White, orange with mind control and manipulation.

So far I've heard about two getting the green color and one with orange. The colors come from what color their eyes change into when using their given ability, or abilities. It's a glowing color which in any other situation I would've thought of as incredibly cool.

I'm the only one I know about given the color assignment Black. It's apparently rare among the survivors. As we're not rare enough from the beginning. I destroyed the entire building on accident. They were going to kill me, afraid I still carried the virus even though I recovered from it, or that I'd develop abilities.
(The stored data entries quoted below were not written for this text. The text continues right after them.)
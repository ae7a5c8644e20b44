//! Pre-trained classifiers
//!
//! This module provides the classifier seam and the JSON artifact formats
//! loaded at process start. Classifiers are read-only after loading.

mod forest;
mod linear;

pub use forest::{DecisionTree, RandomForest};
pub use linear::LogisticRegression;

use crate::error::PredictError;
use serde::{Deserialize, Serialize};
use std::fmt::Debug;
use std::fs;
use std::path::Path;

/// Trait for pre-trained classifiers
pub trait Classifier: Send + Sync + Debug {
    /// Number of features the classifier was fit on
    fn n_features(&self) -> usize;

    /// Column names the classifier was fit on, when the artifact records them
    fn feature_names(&self) -> Option<&[String]> {
        None
    }

    /// Check the model is internally consistent, so `predict` cannot index
    /// out of bounds or loop on a well-formed row
    fn validate(&self) -> Result<(), PredictError> {
        Ok(())
    }

    /// Predict an integer class code for one feature row
    fn predict(&self, features: &[f64]) -> Result<i64, PredictError>;
}

/// Serialized classifier artifact
#[derive(Debug, Clone, PartialEq, Serialize, Deserialize)]
#[serde(tag = "kind", rename_all = "snake_case")]
pub enum ClassifierArtifact {
    RandomForest(RandomForest),
    LogisticRegression(LogisticRegression),
}

impl ClassifierArtifact {
    /// Parse and validate an artifact
    pub fn from_json(json: &str) -> Result<Self, PredictError> {
        let artifact: ClassifierArtifact = serde_json::from_str(json)?;
        match &artifact {
            ClassifierArtifact::RandomForest(model) => model.validate()?,
            ClassifierArtifact::LogisticRegression(model) => model.validate()?,
        }
        Ok(artifact)
    }

    pub fn into_classifier(self) -> Box<dyn Classifier> {
        match self {
            ClassifierArtifact::RandomForest(model) => Box::new(model),
            ClassifierArtifact::LogisticRegression(model) => Box::new(model),
        }
    }
}

/// Load a classifier artifact from disk
pub fn load_classifier(path: &Path) -> Result<Box<dyn Classifier>, PredictError> {
    log::info!("Loading classifier from {}", path.display());

    let json = fs::read_to_string(path).map_err(|e| PredictError::artifact_load(path, e))?;
    let artifact =
        ClassifierArtifact::from_json(&json).map_err(|e| PredictError::artifact_load(path, e))?;

    Ok(artifact.into_classifier())
}

/// Shared row-length check for classifier implementations
pub(crate) fn check_row(expected: usize, features: &[f64]) -> Result<(), PredictError> {
    if features.len() != expected {
        return Err(PredictError::SchemaMismatch(format!(
            "classifier expects {expected} features, got {}",
            features.len()
        )));
    }
    Ok(())
}

/// Index of the largest value; the first one wins ties
pub(crate) fn argmax(values: &[f64]) -> Option<usize> {
    let mut best: Option<(usize, f64)> = None;
    for (i, v) in values.iter().copied().enumerate() {
        match best {
            Some((_, current)) if v <= current => {}
            _ => best = Some((i, v)),
        }
    }
    best.map(|(i, _)| i)
}

#[cfg(test)]
mod tests {
    use super::*;
    use std::io::Write;

    const LINEAR_JSON: &str = r#"{
        "kind": "logistic_regression",
        "n_features": 2,
        "classes": [0, 1, 2],
        "coef": [[1.0, 0.0], [0.0, 1.0], [-1.0, -1.0]],
        "intercept": [0.0, 0.0, 0.0]
    }"#;

    #[test]
    fn test_argmax_first_wins() {
        assert_eq!(argmax(&[0.2, 0.5, 0.5]), Some(1));
        assert_eq!(argmax(&[3.0]), Some(0));
        assert_eq!(argmax(&[]), None);
    }

    #[test]
    fn test_artifact_dispatch() {
        let classifier = ClassifierArtifact::from_json(LINEAR_JSON)
            .unwrap()
            .into_classifier();

        assert_eq!(classifier.n_features(), 2);
        assert_eq!(classifier.predict(&[2.0, 1.0]).unwrap(), 0);
        assert_eq!(classifier.predict(&[1.0, 2.0]).unwrap(), 1);
        assert_eq!(classifier.predict(&[-3.0, -3.0]).unwrap(), 2);
    }

    #[test]
    fn test_unknown_kind_rejected() {
        let err = ClassifierArtifact::from_json(r#"{ "kind": "svm" }"#).unwrap_err();
        assert!(matches!(err, PredictError::JsonError(_)));
    }

    #[test]
    fn test_load_classifier_from_file() {
        let mut file = tempfile::NamedTempFile::new().unwrap();
        file.write_all(LINEAR_JSON.as_bytes()).unwrap();

        let classifier = load_classifier(file.path()).unwrap();
        assert_eq!(classifier.n_features(), 2);
    }

    #[test]
    fn test_load_classifier_corrupt_file() {
        let mut file = tempfile::NamedTempFile::new().unwrap();
        file.write_all(b"\x80\x04\x95pickle").unwrap();

        let err = load_classifier(file.path()).unwrap_err();
        assert!(matches!(err, PredictError::ArtifactLoad { .. }));
    }

    #[test]
    fn test_load_classifier_missing_file() {
        let err = load_classifier(Path::new("/nonexistent/model.json")).unwrap_err();
        assert!(matches!(err, PredictError::ArtifactLoad { .. }));
    }
}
I screamed at them and resisted. The whole building shook. They got scared, the alarms went off. Before I knew it, the building started to fall apart. I barely made it out myself, and I just ran. I ran as fast and as far as my legs could carry me. I don't know if anyone else managed to survive, but if they did they put my identity as one of the enchanted. Making my name on a list no one would get involved in and is currently a hit list. Yeah, they want all of us dead.

One good thing about the color assignment is that it changed my appearance when I first used it. I'm no longer the girl on my identity card. My hair is strawberry blond, almost red, and curly reaching my mid-back. It used to be straight and blonde. My eyes are blue, and I'm around 5'6. My eyes are the only thing that stayed the same. My personality changed to careful and easily startled. Because I am constantly on the run. My skin became more toned because of the sun. My eyes which had a green tint to them disappeared and instead became a steady, deep blue.